At least a handful of the dolphins remained in the Navesink yesterday afternoon; the photo above shows three, as seen from the Oceanic Bridge looking toward Rumson.

Despite the death of one dolphin, Calandriello says the others appear healthy and strong.

“The day before yesterday (Tuesday), they were leaping out of the water,” he says. “It was like Sea World.

“There certainly doesn’t appear to be any problem with them whatsoever.”
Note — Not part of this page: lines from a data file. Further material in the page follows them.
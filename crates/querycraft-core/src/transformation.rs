//! Transformation pipeline steps and the variant dispatcher
//!
//! A pipeline step is either a row filter or a summarization. The per-kind
//! payload is kept as JSON; the model only relies on the discriminant and on
//! converting to and from [`TransformationRecord`].

use serde::{Deserialize, Serialize};
use serde_json::{Map, Value};

use crate::error::QueryModelError;
use crate::record::TransformationRecord;

/// Discriminant written by filter steps
pub const FILTER_DISCRIMINANT: &str = "filter";

/// Discriminant written by summarization steps
pub const SUMMARIZATION_DISCRIMINANT: &str = "summarization";

/// Kind of a transformation step
#[derive(Debug, Clone, Copy, PartialEq, Eq, Hash, Serialize, Deserialize)]
#[serde(rename_all = "lowercase")]
pub enum TransformationKind {
    /// Row filter
    Filter,

    /// Grouping and aggregation
    Summarization,
}

impl TransformationKind {
    /// Serialized discriminant for this kind
    pub fn as_str(&self) -> &'static str {
        match self {
            Self::Filter => FILTER_DISCRIMINANT,
            Self::Summarization => SUMMARIZATION_DISCRIMINANT,
        }
    }

    /// Strictly recognise a discriminant
    ///
    /// Unlike [`dispatch_transformation`], this returns `None` for anything
    /// that is not exactly one of the two known discriminants.
    pub fn from_discriminant(discriminant: &str) -> Option<Self> {
        match discriminant {
            FILTER_DISCRIMINANT => Some(Self::Filter),
            SUMMARIZATION_DISCRIMINANT => Some(Self::Summarization),
            _ => None,
        }
    }
}

impl std::fmt::Display for TransformationKind {
    fn fmt(&self, f: &mut std::fmt::Formatter<'_>) -> std::fmt::Result {
        write!(f, "{}", self.as_str())
    }
}

/// Row filter step
#[derive(Debug, Clone, PartialEq)]
pub struct FilterTransformation {
    condition: Option<Value>,
    extra: Map<String, Value>,
}

impl FilterTransformation {
    /// Create a filter from a condition expression
    pub fn new(condition: Value) -> Self {
        Self {
            condition: Some(condition),
            extra: Map::new(),
        }
    }

    /// Build from a serialized record
    pub fn from_record(record: &TransformationRecord) -> Self {
        Self {
            condition: record.spec.clone(),
            extra: record.extra.clone(),
        }
    }

    /// Condition expression, if the record carried one
    pub fn condition(&self) -> Option<&Value> {
        self.condition.as_ref()
    }

    /// Serialize back to a record
    pub fn to_record(&self) -> TransformationRecord {
        TransformationRecord {
            kind: Some(Value::String(FILTER_DISCRIMINANT.to_string())),
            spec: self.condition.clone(),
            extra: self.extra.clone(),
        }
    }
}

/// A grouping expression in a summarization
#[derive(Debug, Clone, PartialEq, Eq, Serialize, Deserialize)]
pub struct GroupingExpression {
    pub input_alias: String,
    pub output_alias: String,

    /// Optional preprocessing function (e.g. truncating a date to its year)
    #[serde(default, skip_serializing_if = "Option::is_none")]
    pub preproc: Option<String>,
}

/// An aggregation expression in a summarization
#[derive(Debug, Clone, PartialEq, Eq, Serialize, Deserialize)]
pub struct AggregationExpression {
    pub input_alias: String,
    pub output_alias: String,
    pub function: String,
}

/// Typed view of a summarization payload
#[derive(Debug, Clone, PartialEq, Eq, Serialize, Deserialize)]
pub struct SummarizationSpec {
    /// Column whose distinct values form the groups
    pub base_grouping_column: String,

    #[serde(default)]
    pub grouping_expressions: Vec<GroupingExpression>,

    #[serde(default)]
    pub aggregation_expressions: Vec<AggregationExpression>,
}

/// Grouping and aggregation step
#[derive(Debug, Clone, PartialEq)]
pub struct SummarizationTransformation {
    spec: Option<Value>,
    extra: Map<String, Value>,
}

impl SummarizationTransformation {
    /// Create a summarization from a typed spec
    pub fn from_spec(spec: &SummarizationSpec) -> Result<Self, QueryModelError> {
        let spec = serde_json::to_value(spec)
            .map_err(|e| QueryModelError::Serialize(e.to_string()))?;

        Ok(Self {
            spec: Some(spec),
            extra: Map::new(),
        })
    }

    /// Build from a serialized record
    ///
    /// Never fails: the payload is kept as-is and only interpreted on demand
    /// by [`Self::parsed_spec`].
    pub fn from_record(record: &TransformationRecord) -> Self {
        Self {
            spec: record.spec.clone(),
            extra: record.extra.clone(),
        }
    }

    /// Raw payload, if the record carried one
    pub fn spec(&self) -> Option<&Value> {
        self.spec.as_ref()
    }

    /// Interpret the payload as a [`SummarizationSpec`]
    pub fn parsed_spec(&self) -> Result<SummarizationSpec, QueryModelError> {
        let spec = self.spec.as_ref().ok_or_else(|| {
            QueryModelError::InvalidTransformationSpec("missing spec".to_string())
        })?;

        SummarizationSpec::deserialize(spec)
            .map_err(|e| QueryModelError::InvalidTransformationSpec(e.to_string()))
    }

    /// Output aliases produced by this step, grouping columns first
    ///
    /// Empty when the payload does not parse.
    pub fn output_aliases(&self) -> Vec<String> {
        match self.parsed_spec() {
            Ok(spec) => spec
                .grouping_expressions
                .iter()
                .map(|g| g.output_alias.clone())
                .chain(spec.aggregation_expressions.iter().map(|a| a.output_alias.clone()))
                .collect(),
            Err(_) => Vec::new(),
        }
    }

    /// Serialize back to a record
    pub fn to_record(&self) -> TransformationRecord {
        TransformationRecord {
            kind: Some(Value::String(SUMMARIZATION_DISCRIMINANT.to_string())),
            spec: self.spec.clone(),
            extra: self.extra.clone(),
        }
    }
}

/// One stage of the query pipeline
#[derive(Debug, Clone, PartialEq)]
pub enum TransformationStep {
    Filter(FilterTransformation),
    Summarization(SummarizationTransformation),
}

impl TransformationStep {
    /// Kind of this step
    pub fn kind(&self) -> TransformationKind {
        match self {
            Self::Filter(_) => TransformationKind::Filter,
            Self::Summarization(_) => TransformationKind::Summarization,
        }
    }

    /// Serialize to a record
    pub fn to_record(&self) -> TransformationRecord {
        match self {
            Self::Filter(filter) => filter.to_record(),
            Self::Summarization(summarization) => summarization.to_record(),
        }
    }
}

impl From<FilterTransformation> for TransformationStep {
    fn from(filter: FilterTransformation) -> Self {
        Self::Filter(filter)
    }
}

impl From<SummarizationTransformation> for TransformationStep {
    fn from(summarization: SummarizationTransformation) -> Self {
        Self::Summarization(summarization)
    }
}

/// Route a serialized record to its in-memory step
///
/// This is a closed two-way dispatch: `"filter"` builds a filter and every
/// other discriminant, including unknown ones, builds a summarization.
/// Callers that need to reject unknown kinds must run
/// [`validate_transformation_kinds`] before handing records to the model.
pub fn dispatch_transformation(record: &TransformationRecord) -> TransformationStep {
    match record.discriminant() {
        Some(FILTER_DISCRIMINANT) => FilterTransformation::from_record(record).into(),
        Some(SUMMARIZATION_DISCRIMINANT) => SummarizationTransformation::from_record(record).into(),
        _ => {
            tracing::debug!(
                kind = %record.describe_kind(),
                "unrecognised transformation type, dispatching as summarization"
            );
            SummarizationTransformation::from_record(record).into()
        }
    }
}

/// Reject the first record whose discriminant is not a known kind
pub fn validate_transformation_kinds(
    records: &[TransformationRecord],
) -> Result<(), QueryModelError> {
    for (index, record) in records.iter().enumerate() {
        let known = record
            .discriminant()
            .and_then(TransformationKind::from_discriminant)
            .is_some();

        if !known {
            return Err(QueryModelError::UnknownTransformationKind {
                index,
                kind: record.describe_kind(),
            });
        }
    }
    Ok(())
}

#[cfg(test)]
mod tests {
    use super::*;
    use serde_json::json;

    fn summarize_record() -> TransformationRecord {
        TransformationRecord::new(
            SUMMARIZATION_DISCRIMINANT,
            json!({
                "base_grouping_column": "author",
                "grouping_expressions": [
                    { "input_alias": "author", "output_alias": "author_group" }
                ],
                "aggregation_expressions": [
                    {
                        "input_alias": "title",
                        "output_alias": "titles",
                        "function": "distinct_aggregate_to_array"
                    }
                ]
            }),
        )
    }

    #[test]
    fn filter_discriminant_dispatches_to_filter() {
        let record = TransformationRecord::new(
            "filter",
            json!({ "lesser": [{ "column_name": ["age"] }, { "literal": [30] }] }),
        );
        let step = dispatch_transformation(&record);

        assert_eq!(step.kind(), TransformationKind::Filter);
        assert_eq!(step.to_record(), record);
    }

    #[test]
    fn unknown_discriminant_falls_back_to_summarization() {
        // Intentional: there is no "unknown kind" state in the dispatcher.
        let record = TransformationRecord::new("bogus", json!({}));
        let step = dispatch_transformation(&record);

        assert_eq!(step.kind(), TransformationKind::Summarization);
        assert_eq!(step.to_record().discriminant(), Some(SUMMARIZATION_DISCRIMINANT));
    }

    #[test]
    fn non_string_or_missing_type_falls_back_to_summarization() {
        let numeric: TransformationRecord =
            serde_json::from_value(json!({ "type": 3, "spec": {} })).unwrap();
        let missing: TransformationRecord = serde_json::from_value(json!({ "spec": {} })).unwrap();

        for record in [numeric, missing] {
            let step = dispatch_transformation(&record);
            assert_eq!(step.kind(), TransformationKind::Summarization);
            assert_eq!(step.to_record().spec, Some(json!({})));
        }
    }

    #[test]
    fn filter_keeps_explicit_null_spec() {
        let record: TransformationRecord =
            serde_json::from_value(json!({ "type": "filter", "spec": null })).unwrap();
        let step = dispatch_transformation(&record);

        assert_eq!(step.to_record(), record);
        assert_eq!(
            serde_json::to_value(step.to_record()).unwrap(),
            json!({ "type": "filter", "spec": null })
        );
    }

    #[test]
    fn summarization_spec_parses() {
        let step = dispatch_transformation(&summarize_record());
        let TransformationStep::Summarization(summarization) = step else {
            panic!("expected summarization");
        };

        let spec = summarization.parsed_spec().unwrap();
        assert_eq!(spec.base_grouping_column, "author");
        assert_eq!(summarization.output_aliases(), vec!["author_group", "titles"]);
    }

    #[test]
    fn malformed_summarization_spec_is_reported_lazily() {
        let record = TransformationRecord::new("bogus", json!([1, 2]));
        let summarization = SummarizationTransformation::from_record(&record);

        assert!(matches!(
            summarization.parsed_spec(),
            Err(QueryModelError::InvalidTransformationSpec(_))
        ));
        assert!(summarization.output_aliases().is_empty());
    }

    #[test]
    fn summarization_from_spec_round_trips() {
        let spec = SummarizationSpec {
            base_grouping_column: "year".to_string(),
            grouping_expressions: vec![GroupingExpression {
                input_alias: "published".to_string(),
                output_alias: "year".to_string(),
                preproc: Some("truncate_to_year".to_string()),
            }],
            aggregation_expressions: Vec::new(),
        };

        let summarization = SummarizationTransformation::from_spec(&spec).unwrap();
        assert_eq!(summarization.parsed_spec().unwrap(), spec);
    }

    #[test]
    fn strict_validation_names_the_offending_record() {
        let records = vec![
            TransformationRecord::new("filter", json!({})),
            TransformationRecord::new("summarization", json!({})),
            TransformationRecord::new("bogus", json!({})),
        ];

        match validate_transformation_kinds(&records) {
            Err(QueryModelError::UnknownTransformationKind { index, kind }) => {
                assert_eq!(index, 2);
                assert_eq!(kind, "bogus");
            }
            other => panic!("unexpected result: {:?}", other),
        }

        assert!(validate_transformation_kinds(&records[..2]).is_ok());

        let untyped: TransformationRecord = serde_json::from_value(json!({ "spec": {} })).unwrap();
        match validate_transformation_kinds(&[untyped]) {
            Err(QueryModelError::UnknownTransformationKind { index, kind }) => {
                assert_eq!(index, 0);
                assert_eq!(kind, "(missing)");
            }
            other => panic!("unexpected result: {:?}", other),
        }
    }

    #[test]
    fn kind_display() {
        assert_eq!(TransformationKind::Filter.to_string(), "filter");
        assert_eq!(
            TransformationKind::from_discriminant("summarization"),
            Some(TransformationKind::Summarization)
        );
        assert_eq!(TransformationKind::from_discriminant("summarize"), None);
    }
}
Coverage in today’s Asbury Park Press and Star-Ledger focuses on assertions by Bob Schoelkopf of the Marine Mammal Stranding Center in Brigantine that the year-old female found dead in Fair Haven on Wednesday was one he identified to federal wildlife officials in early July as having had a cough.

Officials have confirmed the animal had pneumonia but haven’t yet determined if that’s what caused its death, the Sledger reports.

Schoelkopf has been pressing the National Oceanic and Atmospheric Administration, which has jurisdiction over the dolphins, to drive the dolphins toward the ocean.

Insisting the animals won’t be able to find their way out of the river, Schoelkopf wants the dolphins netted or lured to the ocean before the weather turns cold.

NOAA, which has overseen two previous attempts to move dolphins from the river that ended in their deaths, wants to give the animals more time to find their way out to sea.

“With luck, they’ll follow their prey out when the prey go out,” said NOAA spokeswoman Teri Frady.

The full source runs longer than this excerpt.